▼

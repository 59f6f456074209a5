use std::env;

/// Environment variable holding the bind host.
pub const HOST_VAR: &str = "RS_LOREM_HOST";

/// Environment variable holding the bind port.
pub const PORT_VAR: &str = "RS_LOREM_PORT";

pub const DEFAULT_HOST: &str = "127.0.0.1";
pub const DEFAULT_PORT: u16 = 5000;

/// Where the server listens.
#[derive(Debug, Clone, PartialEq, Eq)]
pub struct ServerConfig {
	pub host: String,
	pub port: u16,
}

impl Default for ServerConfig {
	fn default() -> Self {
		Self { host: DEFAULT_HOST.to_owned(), port: DEFAULT_PORT }
	}
}

impl ServerConfig {
	/// Reads the bind address from `RS_LOREM_HOST` / `RS_LOREM_PORT`.
	///
	/// Unset variables fall back to `127.0.0.1:5000`.
	///
	/// # Errors
	/// Returns an error if the port is not a valid `u16`.
	pub fn from_env() -> Result<Self, String> {
		Self::from_lookup(|key| env::var(key).ok())
	}

	/// Same as [`ServerConfig::from_env`] with a custom variable source.
	pub fn from_lookup<F>(lookup: F) -> Result<Self, String>
	where
		F: Fn(&str) -> Option<String>,
	{
		let mut config = Self::default();

		if let Some(host) = lookup(HOST_VAR).filter(|h| !h.trim().is_empty()) {
			config.host = host.trim().to_owned();
		}

		if let Some(port) = lookup(PORT_VAR) {
			config.port = port
				.trim()
				.parse::<u16>()
				.map_err(|_| format!("{PORT_VAR} must be a port number, got {port:?}"))?;
		}

		Ok(config)
	}
}

#[cfg(test)]
mod tests {
	use std::collections::HashMap;

	use super::*;

	fn lookup_from(pairs: &[(&str, &str)]) -> impl Fn(&str) -> Option<String> {
		let vars: HashMap<String, String> = pairs
			.iter()
			.map(|(k, v)| ((*k).to_owned(), (*v).to_owned()))
			.collect();
		move |key| vars.get(key).cloned()
	}

	#[test]
	fn defaults_when_unset() {
		let config = ServerConfig::from_lookup(lookup_from(&[])).expect("valid config");
		assert_eq!(config, ServerConfig::default());
		assert_eq!(config.port, 5000);
	}

	#[test]
	fn reads_host_and_port() {
		let config = ServerConfig::from_lookup(lookup_from(&[(HOST_VAR, "0.0.0.0"), (PORT_VAR, " 8080 ")]))
			.expect("valid config");
		assert_eq!(config.host, "0.0.0.0");
		assert_eq!(config.port, 8080);
	}

	#[test]
	fn blank_host_keeps_default() {
		let config = ServerConfig::from_lookup(lookup_from(&[(HOST_VAR, "  ")])).expect("valid config");
		assert_eq!(config.host, DEFAULT_HOST);
	}

	#[test]
	fn invalid_port_is_rejected() {
		let result = ServerConfig::from_lookup(lookup_from(&[(PORT_VAR, "http")]));
		assert_eq!(result, Err("RS_LOREM_PORT must be a port number, got \"http\"".to_owned()));
	}
}
use std::ops::Deref;

use rand::Rng;

/// Fixed opening sentence of the classic filler text.
///
/// Contains a comma, which no generated sentence can, so random output
/// never accidentally starts with it.
pub const LOREM_IPSUM: &str = "Lorem ipsum dolor sit amet, consectetur adipiscing elit.";

/// Header line of a shopping list.
pub const SHOPPING_LIST_HEADER: &str = "Shopping List:";

/// A word list that is never empty.
///
/// Built by [`Lexicon::new`], which is `const`: a `static` lexicon with no
/// entries fails at compile time, so [`Lexicon::pick`] always has something
/// to return.
#[derive(Debug, Clone, Copy)]
pub struct Lexicon(&'static [&'static str]);

impl Lexicon {
	/// Wraps `words`.
	///
	/// # Panics
	/// Panics if `words` is empty (at compile time in a `static`).
	pub const fn new(words: &'static [&'static str]) -> Self {
		assert!(!words.is_empty(), "a lexicon needs at least one word");
		Self(words)
	}

	/// Returns the underlying entries.
	pub fn words(&self) -> &'static [&'static str] {
		self.0
	}

	/// Draws one entry uniformly.
	pub fn pick<R: Rng + ?Sized>(&self, rng: &mut R) -> &'static str {
		self.0[rng.random_range(0..self.0.len())]
	}
}

impl Deref for Lexicon {
	type Target = [&'static str];

	fn deref(&self) -> &Self::Target {
		self.0
	}
}

/// The lorem ipsum lexicon.
///
/// # Invariants
/// - Non-empty
/// - Entries are distinct, lowercase and free of punctuation
pub static LOREM_WORDS: Lexicon = Lexicon::new(&[
	"lorem", "ipsum", "dolor", "sit", "amet", "consectetur", "adipiscing", "elit",
	"sed", "do", "eiusmod", "tempor", "incididunt", "ut", "labore", "et",
	"dolore", "magna", "aliqua", "enim", "ad", "minim", "veniam", "quis",
	"nostrud", "exercitation", "ullamco", "laboris", "nisi", "aliquip", "ex", "ea",
	"commodo", "consequat", "duis", "aute", "irure", "in", "reprehenderit", "voluptate",
	"velit", "esse", "cillum", "eu", "fugiat", "nulla", "pariatur", "excepteur",
	"sint", "occaecat", "cupidatat", "non", "proident", "sunt", "culpa", "qui",
	"officia", "deserunt", "mollit", "anim", "id", "est", "laborum", "curabitur",
	"pretium", "tincidunt", "lacus", "gravida", "orci", "vitae", "facilisis", "blandit",
	"mauris", "viverra", "diam", "vivamus", "integer", "porttitor", "augue", "fringilla",
	"nunc", "pellentesque", "habitant", "morbi", "tristique", "senectus", "netus", "malesuada",
	"fames", "ac", "turpis", "egestas", "maecenas", "pharetra", "convallis", "posuere",
	"quam", "volutpat", "sapien", "faucibus", "ornare", "suspendisse", "potenti", "nullam",
	"feugiat", "rhoncus", "urna", "neque", "mattis", "vulputate", "odio", "euismod",
]);

/// Grocery and household items used by shopping lists.
///
/// Same invariants as [`LOREM_WORDS`], and no overlap with it.
pub static SHOPPING_ITEMS: Lexicon = Lexicon::new(&[
	"apples", "bananas", "bread", "butter", "milk", "eggs", "cheese", "yogurt",
	"rice", "pasta", "flour", "sugar", "salt", "pepper", "coffee", "tea",
	"tomatoes", "potatoes", "onions", "garlic", "carrots", "lettuce", "spinach", "cucumbers",
	"chicken", "beef", "salmon", "tofu", "beans", "lentils", "cereal", "honey",
	"jam", "olive oil", "vinegar", "soap", "shampoo", "toothpaste", "paper towels", "dish sponges",
	"laundry detergent", "trash bags", "batteries", "light bulbs", "aluminum foil", "napkins",
]);

/// Uppercases the first character of `word`.
///
/// UTF-8 safe: works on characters, not bytes.
pub(crate) fn capitalize(word: &str) -> String {
	let mut chars = word.chars();
	match chars.next() {
		Some(first) => first.to_uppercase().chain(chars).collect(),
		None => String::new(),
	}
}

▲

TASK TO COMPLETE:
Write each entry out again, exactly as it reads above.

SOLUTION TO THE PROBLEM:
repository 59f6f456074209a5
use std::env;

/// Environment variable holding the bind host.
pub const HOST_VAR: &str = "RS_LOREM_HOST";

/// Environment variable holding the bind port.
pub const PORT_VAR: &str = "RS_LOREM_PORT";

pub const DEFAULT_HOST: &str = "127.0.0.1";
pub const DEFAULT_PORT: u16 = 5000;

/// Where the server listens.
#[derive(Debug, Clone, PartialEq, Eq)]
pub struct ServerConfig {
	pub host: String,
	pub port: u16,
}

impl Default for ServerConfig {
	fn default() -> Self {
		Self { host: DEFAULT_HOST.to_owned(), port: DEFAULT_PORT }
	}
}

impl ServerConfig {
	/// Reads the bind address from `RS_LOREM_HOST` / `RS_LOREM_PORT`.
	///
	/// Unset variables fall back to `127.0.0.1:5000`.
	///
	/// # Errors
	/// Returns an error if the port is not a valid `u16`.
	pub fn from_env() -> Result<Self, String> {
		Self::from_lookup(|key| env::var(key).ok())
	}

	/// Same as [`ServerConfig::from_env`] with a custom variable source.
	pub fn from_lookup<F>(lookup: F) -> Result<Self, String>
	where
		F: Fn(&str) -> Option<String>,
	{
		let mut config = Self::default();

		if let Some(host) = lookup(HOST_VAR).filter(|h| !h.trim().is_empty()) {
			config.host = host.trim().to_owned();
		}

		if let Some(port) = lookup(PORT_VAR) {
			config.port = port
				.trim()
				.parse::<u16>()
				.map_err(|_| format!("{PORT_VAR} must be a port number, got {port:?}"))?;
		}

		Ok(config)
	}
}

#[cfg(test)]
mod tests {
	use std::collections::HashMap;

	use super::*;

	fn lookup_from(pairs: &[(&str, &str)]) -> impl Fn(&str) -> Option<String> {
		let vars: HashMap<String, String> = pairs
			.iter()
			.map(|(k, v)| ((*k).to_owned(), (*v).to_owned()))
			.collect();
		move |key| vars.get(key).cloned()
	}

	#[test]
	fn defaults_when_unset() {
		let config = ServerConfig::from_lookup(lookup_from(&[])).expect("valid config");
		assert_eq!(config, ServerConfig::default());
		assert_eq!(config.port, 5000);
	}

	#[test]
	fn reads_host_and_port() {
		let config = ServerConfig::from_lookup(lookup_from(&[(HOST_VAR, "0.0.0.0"), (PORT_VAR, " 8080 ")]))
			.expect("valid config");
		assert_eq!(config.host, "0.0.0.0");
		assert_eq!(config.port, 8080);
	}

	#[test]
	fn blank_host_keeps_default() {
		let config = ServerConfig::from_lookup(lookup_from(&[(HOST_VAR, "  ")])).expect("valid config");
		assert_eq!(config.host, DEFAULT_HOST);
	}

	#[test]
	fn invalid_port_is_rejected() {
		let result = ServerConfig::from_lookup(lookup_from(&[(PORT_VAR, "http")]));
		assert_eq!(result, Err("RS_LOREM_PORT must be a port number, got \"http\"".to_owned()));
	}
}
use std::ops::Deref;

use rand::Rng;

/// Fixed opening sentence of the classic filler text.
///
/// Contains a comma, which no generated sentence can, so random output
/// never accidentally starts with it.
pub const LOREM_IPSUM: &str = "Lorem ipsum dolor sit amet, consectetur adipiscing elit.";

/// Header line of a shopping list.
pub const SHOPPING_LIST_HEADER: &str = "Shopping List:";

/// A word list that is never empty.
///
/// Built by [`Lexicon::new`], which is `const`: a `static` lexicon with no
/// entries fails at compile time, so [`Lexicon::pick`] always has something
/// to return.
#[derive(Debug, Clone, Copy)]
pub struct Lexicon(&'static [&'static str]);

impl Lexicon {
	/// Wraps `words`.
	///
	/// # Panics
	/// Panics if `words` is empty (at compile time in a `static`).
	pub const fn new(words: &'static [&'static str]) -> Self {
		assert!(!words.is_empty(), "a lexicon needs at least one word");
		Self(words)
	}

	/// Returns the underlying entries.
	pub fn words(&self) -> &'static [&'static str] {
		self.0
	}

	/// Draws one entry uniformly.
	pub fn pick<R: Rng + ?Sized>(&self, rng: &mut R) -> &'static str {
		self.0[rng.random_range(0..self.0.len())]
	}
}

impl Deref for Lexicon {
	type Target = [&'static str];

	fn deref(&self) -> &Self::Target {
		self.0
	}
}

/// The lorem ipsum lexicon.
///
/// # Invariants
/// - Non-empty
/// - Entries are distinct, lowercase and free of punctuation
pub static LOREM_WORDS: Lexicon = Lexicon::new(&[
	"lorem", "ipsum", "dolor", "sit", "amet", "consectetur", "adipiscing", "elit",
	"sed", "do", "eiusmod", "tempor", "incididunt", "ut", "labore", "et",
	"dolore", "magna", "aliqua", "enim", "ad", "minim", "veniam", "quis",
	"nostrud", "exercitation", "ullamco", "laboris", "nisi", "aliquip", "ex", "ea",
	"commodo", "consequat", "duis", "aute", "irure", "in", "reprehenderit", "voluptate",
	"velit", "esse", "cillum", "eu", "fugiat", "nulla", "pariatur", "excepteur",
	"sint", "occaecat", "cupidatat", "non", "proident", "sunt", "culpa", "qui",
	"officia", "deserunt", "mollit", "anim", "id", "est", "laborum", "curabitur",
	"pretium", "tincidunt", "lacus", "gravida", "orci", "vitae", "facilisis", "blandit",
	"mauris", "viverra", "diam", "vivamus", "integer", "porttitor", "augue", "fringilla",
	"nunc", "pellentesque", "habitant", "morbi", "tristique", "senectus", "netus", "malesuada",
	"fames", "ac", "turpis", "egestas", "maecenas", "pharetra", "convallis", "posuere",
	"quam", "volutpat", "sapien", "faucibus", "ornare", "suspendisse", "potenti", "nullam",
	"feugiat", "rhoncus", "urna", "neque", "mattis", "vulputate", "odio", "euismod",
]);

/// Grocery and household items used by shopping lists.
///
/// Same invariants as [`LOREM_WORDS`], and no overlap with it.
pub static SHOPPING_ITEMS: Lexicon = Lexicon::new(&[
	"apples", "bananas", "bread", "butter", "milk", "eggs", "cheese", "yogurt",
	"rice", "pasta", "flour", "sugar", "salt", "pepper", "coffee", "tea",
	"tomatoes", "potatoes", "onions", "garlic", "carrots", "lettuce", "spinach", "cucumbers",
	"chicken", "beef", "salmon", "tofu", "beans", "lentils", "cereal", "honey",
	"jam", "olive oil", "vinegar", "soap", "shampoo", "toothpaste", "paper towels", "dish sponges",
	"laundry detergent", "trash bags", "batteries", "light bulbs", "aluminum foil", "napkins",
]);

/// Uppercases the first character of `word`.
///
/// UTF-8 safe: works on characters, not bytes.
pub(crate) fn capitalize(word: &str) -> String {
	let mut chars = word.chars();
	match chars.next() {
		Some(first) => first.to_uppercase().chain(chars).collect(),
		None => String::new(),
	}
}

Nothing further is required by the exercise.